MightyCreak commented 9 years ago

Some guy says that some of the arguments on whylinuxisbetter.net are not entirely true and that most of the newcomers will be disappointed by some false-promises that Linux users often say to people interested in testing Linux.

Here is the video: https://www.youtube.com/watch?v=y_lhqg_p21k

I think the guy didn't really understand why defragmentation isn't a problem in Linux, but to be fair, NTFS doesn't need defragmentation either... Also, you might think he is wrong about the viruses because the viruses that are detected are in .exe and .dll files, but when you think of it, the application didn't work before and did work after a virus scan. To a newcomer, this means that virus can affect Linux systems.

Well, this is not about trolling, but more about having some productive discussion about that.

Thanks!

aaronfranke commented 9 years ago

NTFS doesn't need defragmentation? It very much DOES, actually. Newer versions of Windows will do this automatically and defragmentation isn't necessary to speed up performance on an SSD, however fragmentation still isn't a healthy thing for the filesystem. In all drive types, it's beneficial to not have the filesystem fragment in the first place.

I don't really get the argument for the .dll/exe's presence meaning that Linux has viruses. That program tries to load things in there by its own design. You could replace any config file with gibberish and it'll stop that program from loading, but you wouldn't call that malware would you?
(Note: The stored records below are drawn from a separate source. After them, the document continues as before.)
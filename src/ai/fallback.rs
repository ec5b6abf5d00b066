//! Catch-all movement: default orders, in-city shuffling and thinning out
//! crowded cities.

use rand::Rng;
use tracing::{debug, info};

use crate::board::{CityId, StackId, CITY_CAPACITY, CITY_OFFSETS, MAX_STACK_SIZE};

use super::allocation::Allocator;

impl Allocator<'_> {
    /// Gives every stack still in the working set something to do.
    ///
    /// Stacks in one of the faction's cities that still needs reinforcing
    /// stay and are shuffled into full stacks. Everything else heads for the
    /// nearest city of another player, declaring war on a merely foreign
    /// owner only when a path there exists.
    pub fn default_stack_movements(&mut self) -> usize {
        let analysis = self.analysis;
        let mut moved = 0;

        for id in self.stacks.ids() {
            if self.cancelled() {
                break;
            }
            if !self.available(id) {
                continue;
            }
            let Some(pos) = self.world.stack(id).map(|s| s.pos) else {
                continue;
            };

            let home = self
                .world
                .city_at(pos)
                .filter(|c| c.owner == self.player)
                .map(|c| c.id);
            let needed = home.map_or(false, |c| analysis.reinforcements_needed(self.world, c) > 0.0);
            if needed {
                if self.shuffle_stacks_within_city(id) {
                    moved += 1;
                }
                self.stacks.remove(id);
                continue;
            }

            let player = self.player;
            let target = self.world.nearest_city(pos, |c| {
                !c.burnt
                    && c.owner != player
                    && (self.world.is_hostile(player, c.owner) || self.world.is_foreign(player, c.owner))
            });
            let Some(city) = target else {
                continue;
            };
            let Some((owner, dest)) = self.world.city(city).map(|c| (c.owner, c.closest_tile(pos))) else {
                continue;
            };
            // Paths only enter hostile tiles, so plan as if already at war
            // and withdraw the declaration when no path exists.
            let new_war = self.world.is_foreign(player, owner) && self.world.declare_war(player, owner);
            let reachable = matches!(self.mover.estimate(self.world, id, dest), Some(cost) if cost > 0);
            if !reachable {
                if new_war {
                    self.world.diplomacy.make_peace(player, owner);
                }
                debug!(stack = id.0, city = city.0, "default target unreachable");
                continue;
            }
            if new_war {
                self.stats.wars_declared += 1;
                info!(player = player.0, enemy = owner.0, "war declared");
            }
            let outcome = self.continue_path(id);
            moved += self.settle_move(id, outcome);
        }
        moved
    }

    /// Tidies a stack inside its city so partial stacks end up joined.
    ///
    /// A stack on the city's origin tile merges with whatever else of the
    /// faction stands there, and reports `false` if it was alone. Any other
    /// stack tries the footprint tiles in probe order. Returns whether
    /// anything moved or merged.
    pub fn shuffle_stacks_within_city(&mut self, id: StackId) -> bool {
        let Some(stack) = self.world.stack(id) else {
            return false;
        };
        let pos = stack.pos;
        let Some(city) = self
            .world
            .city_at(pos)
            .filter(|c| c.owner == self.player)
            .map(|c| c.id)
        else {
            return false;
        };
        let Some(origin) = self.world.city(city).map(|c| c.pos) else {
            return false;
        };

        if pos == origin {
            if self.world.armies_at(origin, self.player, Some(id)) == 0 {
                return false;
            }
            self.world.merge_tile(origin, self.player);
            return true;
        }
        self.shuffle_stack(id, city, 0)
    }

    /// Tries footprint tile `offset` and moves on to the next one when it
    /// cannot take the stack.
    fn shuffle_stack(&mut self, id: StackId, city: CityId, offset: usize) -> bool {
        let Some(&(dx, dy)) = CITY_OFFSETS.get(offset) else {
            return false;
        };
        let Some(origin) = self.world.city(city).map(|c| c.pos) else {
            return false;
        };
        let Some(stack) = self.world.stack(id) else {
            return false;
        };
        let target = origin.offset(dx, dy);
        if target == stack.pos {
            self.set_parked(id, true);
            return false;
        }
        if !self.world.can_join(target, self.player, stack.size(), Some(id)) {
            return self.shuffle_stack(id, city, offset + 1);
        }

        let moved = self.move_to(id, target).map_or(false, |o| o.moved);
        if moved {
            for other in self.world.stacks_at(target) {
                if self.world.stack(other).map_or(false, |s| s.owner == self.player) {
                    self.set_parked(other, true);
                }
            }
        }
        moved
    }

    /// Sends stacks out of crowded cities toward the nearest enemy city.
    ///
    /// A city sheds stacks while it holds more armies than the configured
    /// threshold and the owner can pay upkeep for another sortie. When the
    /// city is close to full a stack always leaves, otherwise it is a coin
    /// flip.
    pub fn empty_out_cities(&mut self) -> usize {
        let player = self.player;
        let cities: Vec<CityId> = self
            .world
            .cities_of(player)
            .filter(|c| !c.burnt)
            .map(|c| c.id)
            .collect();
        let gold = self.world.player(player).map_or(0, |p| p.gold);
        let budget = match self.config.upkeep_gold_per_stack {
            0 => usize::MAX,
            per_stack => (gold / per_stack) as usize,
        };
        let probability = self.config.empty_out_probability.clamp(0.0, 1.0);

        let mut sent = 0;
        let mut moved = 0;
        for city in cities {
            if self.cancelled() {
                break;
            }
            self.beat();
            loop {
                let garrison = self.world.armies_in_city(city, player);
                if garrison <= self.config.empty_out_min_armies || sent >= budget {
                    break;
                }
                let crowded = garrison >= CITY_CAPACITY - MAX_STACK_SIZE;
                if !crowded && !self.rng.gen_bool(probability) {
                    break;
                }
                let leaver = self
                    .world
                    .stacks_in_city(city, Some(player))
                    .into_iter()
                    .find(|id| self.stacks.contains(*id) && self.world.stack(*id).map_or(false, |s| !s.parked));
                let Some(id) = leaver else {
                    break;
                };
                let Some((target, dest)) = self.nearest_enemy_city(id) else {
                    break;
                };
                debug!(stack = id.0, city = city.0, target = target.0, garrison, "thinning out city");
                match self.move_to(id, dest) {
                    Some(outcome) => {
                        sent += 1;
                        moved += self.settle_move(id, outcome);
                    }
                    None => {
                        self.stacks.remove(id);
                    }
                }
            }
        }
        moved
    }
}

#[cfg(test)]
mod tests {
    use crate::ai::testkit::Fixture;
    use crate::board::{Diplomacy, Position, NEUTRAL};

    #[test]
    fn lone_stack_on_origin_stays_put() {
        let mut fx = Fixture::new(12);
        fx.world.add_city("Home", Position::new(4, 4), fx.me);
        let s = fx.stack(fx.me, Position::new(4, 4), &[3]);
        let mut alloc = fx.allocator(&[]);
        assert!(!alloc.shuffle_stacks_within_city(s));
        assert_eq!(alloc.world().stack(s).unwrap().pos, Position::new(4, 4));
    }

    #[test]
    fn stacks_on_origin_merge() {
        let mut fx = Fixture::new(12);
        fx.world.add_city("Home", Position::new(4, 4), fx.me);
        let first = fx.stack(fx.me, Position::new(4, 4), &[3, 3]);
        let second = fx.stack(fx.me, Position::new(4, 4), &[2]);
        let mut alloc = fx.allocator(&[]);
        assert!(alloc.shuffle_stacks_within_city(second));
        assert_eq!(alloc.world().stack(first).unwrap().size(), 3);
        assert!(alloc.world().stack(second).is_none());
    }

    #[test]
    fn shuffle_walks_to_free_origin() {
        let mut fx = Fixture::new(12);
        fx.world.add_city("Home", Position::new(4, 4), fx.me);
        let s = fx.stack(fx.me, Position::new(5, 5), &[3]);
        let mut alloc = fx.allocator(&[]);
        assert!(alloc.shuffle_stacks_within_city(s));
        let stack = alloc.world().stack(s).unwrap();
        assert_eq!(stack.pos, Position::new(4, 4));
        assert!(stack.parked);
    }

    #[test]
    fn shuffle_skips_full_tiles_and_parks_in_place() {
        let mut fx = Fixture::new(12);
        fx.world.add_city("Home", Position::new(4, 4), fx.me);
        fx.stack(fx.me, Position::new(4, 4), &[1; 8]);
        fx.stack(fx.me, Position::new(4, 5), &[1; 8]);
        let s = fx.stack(fx.me, Position::new(5, 4), &[3]);
        let mut alloc = fx.allocator(&[]);
        assert!(!alloc.shuffle_stacks_within_city(s));
        let stack = alloc.world().stack(s).unwrap();
        assert_eq!(stack.pos, Position::new(5, 4));
        assert!(stack.parked);
    }

    #[test]
    fn failed_shuffle_leaves_occupant_free() {
        let mut fx = Fixture::new(12);
        fx.world.add_city("Home", Position::new(4, 4), fx.me);
        let occupant = fx.stack(fx.me, Position::new(4, 4), &[2, 2]);
        let tired = fx.stack(fx.me, Position::new(5, 5), &[3]);
        for army in &mut fx.world.stack_mut(tired).unwrap().armies {
            army.moves = 0;
        }
        let mut alloc = fx.allocator(&[]);
        assert!(!alloc.shuffle_stacks_within_city(tired));
        assert_eq!(alloc.world().stack(tired).unwrap().pos, Position::new(5, 5));
        assert!(!alloc.world().stack(occupant).unwrap().parked);
        assert!(alloc.working_set().contains(occupant));
    }

    #[test]
    fn crowded_city_sends_a_stack_out() {
        let mut fx = Fixture::new(30);
        fx.world.add_city("Home", Position::new(4, 4), fx.me);
        fx.world.add_city("Kor", Position::new(20, 4), NEUTRAL);
        let first = fx.stack(fx.me, Position::new(4, 4), &[2; 8]);
        fx.stack(fx.me, Position::new(4, 5), &[2; 8]);
        fx.stack(fx.me, Position::new(5, 4), &[2; 8]);

        let mut alloc = fx.allocator(&[]);
        assert_eq!(alloc.empty_out_cities(), 1);
        assert!(!alloc.working_set().contains(first));
        assert!(alloc.world().stack(first).unwrap().pos.x > 5);
        assert_eq!(alloc.working_set().len(), 2);
    }

    #[test]
    fn empty_out_respects_gold() {
        let mut fx = Fixture::new(30);
        fx.world.players[fx.me.0 as usize].gold = 0;
        fx.world.add_city("Home", Position::new(4, 4), fx.me);
        fx.world.add_city("Kor", Position::new(20, 4), NEUTRAL);
        fx.stack(fx.me, Position::new(4, 4), &[2; 8]);
        fx.stack(fx.me, Position::new(4, 5), &[2; 8]);
        fx.stack(fx.me, Position::new(5, 4), &[2; 8]);
        let mut alloc = fx.allocator(&[]);
        assert_eq!(alloc.empty_out_cities(), 0);
        assert_eq!(alloc.working_set().len(), 3);
    }

    #[test]
    fn default_move_declares_war_on_foreign_target() {
        let mut fx = Fixture::new(30);
        fx.world.diplomacy = Diplomacy::new(true);
        fx.world.add_city("Dunethal", Position::new(20, 20), fx.foe);
        let s = fx.stack(fx.me, Position::new(2, 2), &[4]);
        let foe = fx.foe;

        let mut alloc = fx.allocator(&[]);
        assert_eq!(alloc.default_stack_movements(), 1);
        assert_eq!(alloc.stats().wars_declared, 1);
        assert!(alloc.world().is_hostile(alloc.player(), foe));
        assert!(alloc.world().stack(s).unwrap().pos.x > 2);
    }

    #[test]
    fn unreachable_sortie_costs_no_upkeep() {
        let mut fx = Fixture::new(30);
        fx.world.players[fx.me.0 as usize].gold = 10;
        fx.world.add_city("Home", Position::new(0, 0), fx.me);
        fx.world.add_city("Kor", Position::new(20, 0), NEUTRAL);
        let boxed = fx.stack(fx.me, Position::new(0, 0), &[2; 8]);
        let second = fx.stack(fx.me, Position::new(0, 1), &[2; 8]);
        fx.stack(fx.me, Position::new(1, 0), &[2; 8]);
        fx.stack(fx.me, Position::new(1, 1), &[2; 8]);

        let mut alloc = fx.allocator(&[]);
        assert_eq!(alloc.empty_out_cities(), 1);
        assert!(!alloc.working_set().contains(boxed));
        assert_eq!(alloc.world().stack(boxed).unwrap().pos, Position::new(0, 0));
        assert!(!alloc.working_set().contains(second));
        assert!(alloc.world().stack(second).unwrap().pos.x > 1);
        assert_eq!(alloc.working_set().len(), 2);
    }

    #[test]
    fn no_war_without_a_path() {
        let mut fx = Fixture::new(30);
        fx.world.diplomacy = Diplomacy::new(true);
        fx.world.add_city("Dunethal", Position::new(20, 20), fx.foe);
        let boxed = fx.stack(fx.me, Position::new(0, 0), &[4]);
        for at in [(1, 0), (0, 1), (1, 1)] {
            let wall = fx.stack(fx.me, Position::new(at.0, at.1), &[1; 8]);
            fx.world.stack_mut(wall).unwrap().parked = true;
        }
        let foe = fx.foe;

        let mut alloc = fx.allocator(&[]);
        assert_eq!(alloc.default_stack_movements(), 0);
        assert_eq!(alloc.stats().wars_declared, 0);
        assert!(!alloc.world().is_hostile(alloc.player(), foe));
        assert!(alloc.working_set().contains(boxed));
        assert_eq!(alloc.world().stack(boxed).unwrap().pos, Position::new(0, 0));
    }

    #[test]
    fn reinforced_city_keeps_its_stack() {
        let mut fx = Fixture::new(30);
        let home = fx.world.add_city("Home", Position::new(4, 4), fx.me);
        fx.world.add_city("Dunethal", Position::new(20, 20), fx.foe);
        fx.analysis.danger.insert(home, 9.0);
        let s = fx.stack(fx.me, Position::new(5, 5), &[2]);

        let mut alloc = fx.allocator(&[]);
        assert_eq!(alloc.default_stack_movements(), 1);
        assert!(!alloc.working_set().contains(s));
        assert_eq!(alloc.world().stack(s).unwrap().pos, Position::new(4, 4));
    }
}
MightyCreak commented 9 years ago

OK for me to have a nice discussion ;)

The time, back on Windows XP, where we needed to defrag our hard drives every 3 months is quite over. I admit NTFS isn't as smart as ext4 for it, but I honestly don't see any interest in defragging a hard drive that isn't almost full, and for what it takes, when a disk is almost full it'd be better to change the disk altogether (no matter the file system).

File systems such as NTFS are designed to decrease the likelihood of fragmentation.[3][4]

-- https://en.wikipedia.org/wiki/Defragmentation#User_and_performance_issues

As for the viruses argument I think that, from a user stand point, an application that prevents from using another application looks like a virus. But whether you're convinced or not by the video, I just won't say that there aren't any viruses on Linux. The design is better under Linux, but one small security breach in an application running as root and you're entire machine is vulnerable. And Xorg is known to have had security issues. They've been fixed, of course, but I'm fairly sure there are others lying in this huge, monolithic source code.

My idea is not to invalid any argument on whylinuxisbetter, but simply to put some subtlety in them. Newcomers won't like it when they'll understand the truth they've read is not exactly the real truth but just a beautified one.

ghost commented 9 years ago

@MightyCreak I created Pull Request #19 inspired by the video... Do leave suggestions!